I have given thee a hint about what whaling is! do ye yet feel
inclined for it?"
"I do, sir."
"Very good. Now, art thou the man to pitch a harpoon down a live
whale's throat, and then jump after it? Answer, quick!"
"I am, sir, if it should be positively indispensable to do so; not
to be got rid of, that is; which I don't take to be the fact."
"Good again. Now then, thou not only wantest to go a-whaling, to
find out by experience what whaling is, but ye also want to go in
order to see the world? Was not that what ye said? I thought so.
Well then, just step forward there, and take a peep over the weather
bow, and then back to me and tell me what ye see there."
For a moment I stood a little puzzled by this curious request, not
knowing exactly how to take it, whether humorously or in earnest.
But concentrating all his crow's feet into one scowl, Captain Peleg
started me on the errand.
Going forward and glancing over the weather bow, I perceived that
the ship swinging to her anchor with the flood-tide, was now obliquely
pointing towards the open ocean. The prospect was unlimited, but
exceedingly monotonous and forbidding; not the slightest variety
that I could see.
"Well, what's the report?" said Peleg when I came back; "what did ye
see?"
"Not much," I replied- "nothing but water; considerable horizon
though, and there's a squall coming up, I think."

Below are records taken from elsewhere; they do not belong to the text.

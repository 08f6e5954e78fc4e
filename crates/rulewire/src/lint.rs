//! Lint extension emitter.
//!
//! One inspection function per syntax node type. Each function runs every
//! rule registered for that type, discards the results (inspection rules
//! only report), and tells the traversal to continue into children.

use crate::builder::AssignTarget;
use crate::config::GeneratorConfig;
use crate::syntax::{Expr, ExtensionDecl, FunctionDecl, Identifier};
use std::collections::{HashMap, HashSet};

/// Builds the inspection-pipeline extension.
#[derive(Debug, Clone, Copy)]
pub struct LintExtensionEmitter<'a> {
    config: &'a GeneratorConfig,
}

impl<'a> LintExtensionEmitter<'a> {
    /// Create an emitter using `config`'s names and layout.
    #[must_use]
    pub const fn new(config: &'a GeneratorConfig) -> Self {
        Self { config }
    }

    /// Emit the extension for `linters`.
    ///
    /// Functions appear in ascending node-type order and rule calls in
    /// ascending rule order. A node type with no rules still gets a function
    /// holding only the return.
    #[must_use]
    pub fn emit(&self, linters: &HashMap<Identifier, HashSet<Identifier>>) -> ExtensionDecl {
        let mut node_types: Vec<_> = linters.iter().collect();
        node_types.sort_unstable_by(|a, b| a.0.cmp(b.0));

        let functions = node_types
            .into_iter()
            .map(|(node_type, rules)| {
                let mut rules: Vec<_> = rules.iter().collect();
                rules.sort_unstable();
                self.visit_function(node_type, &rules)
            })
            .collect();

        self.config
            .builder()
            .extension(&self.config.lint_pipeline, functions)
    }

    fn visit_function(&self, node_type: &Identifier, rules: &[&Identifier]) -> FunctionDecl {
        let b = self.config.builder();
        let c = self.config;

        let mut body: Vec<_> = rules
            .iter()
            .map(|rule| {
                b.rule_invocation(
                    &AssignTarget::Discard,
                    rule,
                    &c.context_arg,
                    &c.visit_method,
                    &c.node_param,
                )
            })
            .collect();
        body.push(b.return_statement(Expr::implicit_member(&c.continue_value)));

        tracing::debug!(node_type = %node_type, rules = rules.len(), "emitted inspection function");
        b.function(
            &c.visit_method,
            &c.node_param,
            node_type,
            &c.continue_kind,
            body,
        )
    }
}

#[cfg(test)]
#[allow(clippy::unwrap_used)]
mod tests {
    use super::*;
    use crate::codegen::render;
    use crate::syntax::Stmt;
    use pretty_assertions::assert_eq;

    fn id(name: &str) -> Identifier {
        Identifier::new(name).unwrap()
    }

    fn mapping(entries: &[(&str, &[&str])]) -> HashMap<Identifier, HashSet<Identifier>> {
        entries
            .iter()
            .map(|(k, rules)| (id(k), rules.iter().map(|r| id(r)).collect()))
            .collect()
    }

    #[test]
    fn one_function_per_node_type() {
        let config = GeneratorConfig::default();
        let ext = LintExtensionEmitter::new(&config).emit(&mapping(&[
            ("A", &["R1"]),
            ("B", &[]),
            ("C", &["R1", "R2", "R3"]),
        ]));
        assert_eq!(ext.functions().len(), 3);
        let counts: Vec<_> = ext
            .functions()
            .iter()
            .map(|f| f.body.statements.len())
            .collect();
        assert_eq!(counts, [2, 1, 4]);
    }

    #[test]
    fn node_types_and_rules_sorted() {
        let config = GeneratorConfig::default();
        let ext = LintExtensionEmitter::new(&config).emit(&mapping(&[
            ("IfStmt", &["RuleZ", "RuleA"]),
            ("ForStmt", &["RuleB"]),
        ]));
        let types: Vec<_> = ext.functions().iter().map(|f| f.parameter_type()).collect();
        assert_eq!(types, ["ForStmt", "IfStmt"]);

        let rendered = render(&ext.functions()[1]);
        let a = rendered.find("RuleA").unwrap();
        let z = rendered.find("RuleZ").unwrap();
        assert!(a < z);
    }

    #[test]
    fn empty_rule_set_keeps_return_only() {
        let config = GeneratorConfig::default();
        let ext = LintExtensionEmitter::new(&config).emit(&mapping(&[("Literal", &[])]));
        let body = &ext.functions()[0].body.statements;
        assert_eq!(body.len(), 1);
        assert!(matches!(body[0], Stmt::Return { .. }));
    }

    #[test]
    fn results_are_discarded() {
        let config = GeneratorConfig::default();
        let ext = LintExtensionEmitter::new(&config).emit(&mapping(&[("A", &["R1", "R2"])]));
        let body = &ext.functions()[0].body.statements;
        assert!(body[..2].iter().all(|s| matches!(
            s,
            Stmt::Assignment {
                target: Expr::Discard(_),
                ..
            }
        )));
    }

    #[test]
    fn renders_expected_text() {
        let config = GeneratorConfig::default();
        let ext = LintExtensionEmitter::new(&config).emit(&mapping(&[("ForStmtSyntax", &["RuleB"])]));
        assert_eq!(
            render(&ext),
            "\n\nextension LintPipeline {\n\
             \n  func visit(_ node: ForStmtSyntax) -> SyntaxVisitorContinueKind {\
             \n    _ = RuleB(context: context).visit(node)\
             \n    return .visitChildren\
             \n  }\
             \n}"
        );
    }

    #[test]
    fn empty_mapping_yields_empty_extension() {
        let config = GeneratorConfig::default();
        let ext = LintExtensionEmitter::new(&config).emit(&HashMap::new());
        assert!(ext.functions().is_empty());
        assert_eq!(render(&ext), "\n\nextension LintPipeline {\n}");
    }
}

"Well, what does thou think then of seeing the world? Do ye wish
to go round Cape Horn to see any more of it, eh? Can't ye see the
world where you stand?"
I was a little staggered, but go a-whaling I must, and I would;
and the Pequod was as good a ship as any- I thought the best- and
all this I now repeated to Peleg. Seeing me so determined, he
expressed his willingness to ship me.
"And thou mayest as well sign the papers right off," he added- "come
along with ye." And so saying, he led the way below deck into the
cabin.
Seated on the transom was what seemed to me a most uncommon and
surprising figure. It turned out to be Captain Bildad who along with
Captain Peleg was one of the largest owners of the vessel; the other
shares, as is sometimes the case in these ports, being held by a crowd
of old annuitants; widows, fatherless children, and chancery wards;
each owning about the value of a timber head, or a foot of plank, or a
nail or two in the ship. People in Nantucket invest their money in
whaling vessels, the same way that you do yours in approved state
stocks bringing in good interest.
Now, Bildad, like Peleg, and indeed many other Nantucketers, was a
Quaker, the island having been originally settled by that sect; and to
this day its inhabitants in general retain in an uncommon measure
peculiarities of the Quaker, only variously and anomalously modified
by things altogether alien and heterogeneous. For some of these same
Quakers are the most sanguinary of all sailors and whale-hunters. They
are fighting Quakers; they are Quakers with a vengeance.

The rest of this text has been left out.